Friday, November 08 - 2:40PM to 3:25PM

I make photographs that embrace the aesthetics of mid-20th century abstraction yet
attempt to update that history, in part by engaging with social issues. The conceptual
underpinning for my work is an understanding of the nature and impact of psychological
trauma on survivors. The conference topic, Redefining Influence, resonates for me as an
artist as I constantly navigate the relevance of formal vocabulary for contemporary
audiences.

My series of photographs titled Mold, as well as the GlassBook Project (an artwork I do
with my students at Rutgers University) were recently featured in the Photo Review
Journal in an interview with Karen Irvine, Curator, Museum of Contemporary
Photography, Chicago.
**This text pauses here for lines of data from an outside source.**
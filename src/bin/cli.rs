//! redline CLI Client
//!
//! One-shot command-line client for any RESP server.

use clap::{Parser, Subcommand};
use redline::{Client, Config, RedlineError};
use tracing_subscriber::{fmt, EnvFilter};

/// redline CLI
#[derive(Parser, Debug)]
#[command(name = "redline-cli")]
#[command(about = "Pipelined Redis protocol client")]
#[command(version)]
struct Args {
    /// Server address (host:port)
    #[arg(short, long, default_value = "127.0.0.1:6379")]
    addr: String,

    /// Password for AUTH
    #[arg(short, long)]
    password: Option<String>,

    /// Database index to SELECT
    #[arg(short = 'n', long, default_value = "0")]
    db: u32,

    #[command(subcommand)]
    command: Commands,
}

#[derive(Subcommand, Debug)]
enum Commands {
    /// Get a value by key
    Get {
        /// The key to get
        key: String,
    },

    /// Set a key-value pair
    Set {
        /// The key to set
        key: String,

        /// The value to set
        value: String,
    },

    /// Delete one or more keys
    Del {
        /// The keys to delete
        #[arg(required = true)]
        keys: Vec<String>,
    },

    /// Check whether a key exists
    Exists {
        /// The key to check
        key: String,
    },

    /// Increment an integer value
    Incr {
        /// The key to increment
        key: String,

        /// Amount to add
        #[arg(short, long, default_value = "1", allow_hyphen_values = true)]
        by: i64,
    },

    /// Ping the server
    Ping,

    /// Echo a message
    Echo {
        /// The message to echo
        message: String,
    },
}

fn main() {
    // Logs go to stderr so command output stays clean
    let filter = EnvFilter::try_from_default_env()
        .unwrap_or_else(|_| EnvFilter::new("warn,redline=info"));

    fmt()
        .with_env_filter(filter)
        .with_target(true)
        .with_writer(std::io::stderr)
        .init();

    let args = Args::parse();

    if let Err(e) = run(args) {
        eprintln!("(error) {}", e);
        std::process::exit(1);
    }
}

fn run(args: Args) -> Result<(), RedlineError> {
    let mut builder = Config::builder().address(&args.addr).database(args.db);
    if let Some(password) = args.password {
        builder = builder.password(password);
    }

    let client = Client::connect(builder.build())?;
    tracing::debug!("connected to {}", args.addr);

    match args.command {
        Commands::Get { key } => match client.get_str(&key).wait()? {
            Some(value) => println!("\"{}\"", value),
            None => println!("(nil)"),
        },
        Commands::Set { key, value } => println!("{}", client.set_str(&key, value).wait()?),
        Commands::Del { keys } => println!("(integer) {}", client.del_many(&keys).wait()?),
        Commands::Exists { key } => {
            let found = client.exists(&key).wait()?;
            println!("(integer) {}", i64::from(found));
        }
        Commands::Incr { key, by } => {
            let value = if by == 1 {
                client.incr(&key).wait()?
            } else {
                client.incr_by(&key, by).wait()?
            };
            println!("(integer) {}", value);
        }
        Commands::Ping => println!("{}", client.ping().wait()?),
        Commands::Echo { message } => println!("\"{}\"", client.echo(&message).wait()?),
    }

    client.close();
    Ok(())
}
Our discussion focused on how my photographs grew out of the
advocacy-based work I pursue with my students in making and exhibiting artists' books
on topics of psychological trauma. Karen discusses my photographs in relation to Aaron
Siskind's work because of its approaching the abstract. For the SPE conference, I
propose to present these series. Emphasis will be placed on how, because of my
layered working processes, I feel liberated to embrace a loaded photographic history.
Since 2011, my photographic subjects depict the textured surfaces of molds I create by
taking casts of specific culturally-loaded sites. By gathering impressions using a rubber
compound on architectural facades, earth, and objects as a way to document the sites, I
later photograph the rubber surfaces in the studio. The locations chosen are sites of
traumatic experience made historic through the media.

Some series I've developed using this mold process are: Hate Crimes, of murder sites of
transgendered individuals in Puerto Rico; Gilgo Beach, site of the Ocean Parkway Serial
Killer's dumped bodies; Antietam, of a Civil War battlefield in Sharpsburg, MD; St.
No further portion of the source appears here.